I have known all of the above, and through them all, I experienced the Lord walking by my side and His hand at work in my circumstances to make “all things work together for good to those who love God, to those who are the called according to His purpose.” (Rom. 8:28 NKJV)
I desire to have the same attitude of gratitude as Habakkuk.
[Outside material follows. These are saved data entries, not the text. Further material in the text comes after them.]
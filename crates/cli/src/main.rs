//! DDH Masale CLI - Seeding, legacy migration and catalog management.
//!
//! # Usage
//!
//! ```bash
//! # Seed empty products and settings tables with the defaults
//! ddh-cli seed
//!
//! # Import a local-storage export from the old storefront
//! ddh-cli migrate-legacy export.json
//!
//! # Inspect and manage the catalog
//! ddh-cli products list --all
//! ddh-cli products toggle 3
//!
//! # Work the quote inbox
//! ddh-cli quotes list --search traders
//! ddh-cli quotes set-status <id> responded
//!
//! # Show brand settings
//! ddh-cli settings show
//! ```
//!
//! # Environment Variables
//!
//! - `SUPABASE_URL`, `SUPABASE_ANON_KEY` - Backend project (required)
//! - `DDH_ADMIN_EMAIL`, `DDH_ADMIN_PASSWORD` - Admin account for write commands
//! - `SENTRY_DSN`, `SENTRY_ENVIRONMENT` - Error reporting (optional)

#![cfg_attr(not(test), forbid(unsafe_code))]

use std::process::ExitCode;

use clap::{Parser, Subcommand};
use sentry::integrations::tracing as sentry_tracing;
use tracing_subscriber::{layer::SubscriberExt, util::SubscriberInitExt};

use ddh_masale_storefront::config::StorefrontConfig;

mod commands;

#[derive(Parser)]
#[command(name = "ddh-cli")]
#[command(author, version, about = "DDH Masale CLI tools")]
struct Cli {
    #[command(subcommand)]
    command: Commands,
}

#[derive(Subcommand)]
enum Commands {
    /// Seed empty products and settings tables with the defaults
    Seed,
    /// Import products and quotes from a legacy local-storage export
    MigrateLegacy {
        /// Path to the JSON export
        file: String,
    },
    /// Manage catalog products
    Products {
        #[command(subcommand)]
        action: ProductAction,
    },
    /// Manage quote requests
    Quotes {
        #[command(subcommand)]
        action: QuoteAction,
    },
    /// Inspect brand settings
    Settings {
        #[command(subcommand)]
        action: SettingsAction,
    },
}

#[derive(Subcommand)]
enum ProductAction {
    /// List products
    List {
        /// Include inactive products (requires admin credentials)
        #[arg(short, long)]
        all: bool,
    },
    /// Show or hide a product in the customer catalog
    Toggle {
        /// Product ID
        id: String,
    },
}

#[derive(Subcommand)]
enum QuoteAction {
    /// List quote requests, newest first
    List {
        /// Filter by customer name or email
        #[arg(short, long, default_value = "")]
        search: String,
    },
    /// Move a quote request to a new status (`responded`, `closed`)
    SetStatus {
        /// Quote ID
        id: String,
        /// Target status
        status: String,
    },
}

#[derive(Subcommand)]
enum SettingsAction {
    /// Print the current brand settings as JSON
    Show,
}

fn init_sentry(config: &StorefrontConfig) -> Option<sentry::ClientInitGuard> {
    let dsn = config.sentry_dsn.as_ref()?;

    let guard = sentry::init((
        dsn.as_str(),
        sentry::ClientOptions {
            release: sentry::release_name!(),
            environment: Some(std::borrow::Cow::Owned(config.sentry_environment.clone())),
            attach_stacktrace: true,
            ..Default::default()
        },
    ));

    tracing::info!("Sentry initialized");
    Some(guard)
}

/// Map tracing levels to Sentry: errors and warnings become events, info
/// and debug become breadcrumbs.
fn sentry_event_filter(metadata: &tracing::Metadata<'_>) -> sentry_tracing::EventFilter {
    match *metadata.level() {
        tracing::Level::ERROR | tracing::Level::WARN => sentry_tracing::EventFilter::Event,
        tracing::Level::INFO | tracing::Level::DEBUG => sentry_tracing::EventFilter::Breadcrumb,
        tracing::Level::TRACE => sentry_tracing::EventFilter::Ignore,
    }
}

fn init_tracing() {
    let env_filter = tracing_subscriber::EnvFilter::try_from_default_env()
        .unwrap_or_else(|_| "ddh_masale_storefront=info,ddh_masale_cli=info".into());

    tracing_subscriber::registry()
        .with(env_filter)
        .with(tracing_subscriber::fmt::layer())
        .with(sentry_tracing::layer().event_filter(sentry_event_filter))
        .init();
}

#[tokio::main]
async fn main() -> ExitCode {
    let cli = Cli::parse();

    let config = match StorefrontConfig::from_env() {
        Ok(config) => config,
        Err(e) => {
            init_tracing();
            tracing::error!(error = %e, "Invalid configuration");
            return ExitCode::from(2);
        }
    };

    let sentry_guard = init_sentry(&config);
    init_tracing();

    let code = match commands::run(cli.command, &config).await {
        Ok(()) => ExitCode::SUCCESS,
        Err(e) => {
            tracing::error!("Command failed: {e}");
            ExitCode::FAILURE
        }
    };

    // Flush pending Sentry events before exiting.
    drop(sentry_guard);
    code
}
In his prayer, the prophet asserted his faith in God and promised to praise Him, even if all else failed, “Even though the fig trees have no blossoms, and there are no grapes on the vine; even though the olive crop fails, and the fields lie empty and barren; even though the flocks die in the fields, and the cattle barns are empty, yet I will rejoice in the LORD! I will be joyful in the God of my salvation.” (Hab. 3:17-18 NLT)
Through it all, I have learned to praise God no matter what. When my day is darkened with a multitude of problems that need to “take a ticket, take a seat,” and the songs of my heart begin to stick in my throat, do I still sing to Him anyway? You bet! When my eyes spill over with the tears of heartache, do I still look to Him and praise Him? Absolutely! When chaos invades my world, do I still claim His peace and praise Him? Yes, indeedy! For “I will praise the Lord no matter what happens. I will constantly speak of His glories and grace.” (Ps. 34:1 TLB)
I have also learned Paul’s secret, “I know how to live on almost nothing or with everything. I have learned the secret of contentment in every situation, whether it be a full stomach or hunger, plenty or want,” (Phil. 4:12 TLB) for the secret is as he told the Thessalonians, “No matter what happens, always be thankful, for this is God’s will for you who belong to Christ Jesus.” (1 Thess. 5:18 TLB)
Thanksgiving is not a once-a-year, special holiday for being as overstuffed as the turkey. Thanksgiving is an eternal season of the heart, an overflow of the heart’s gratitude for all that God has done, is doing, and will do, and for everything one possesses, no matter how much or how little that may be.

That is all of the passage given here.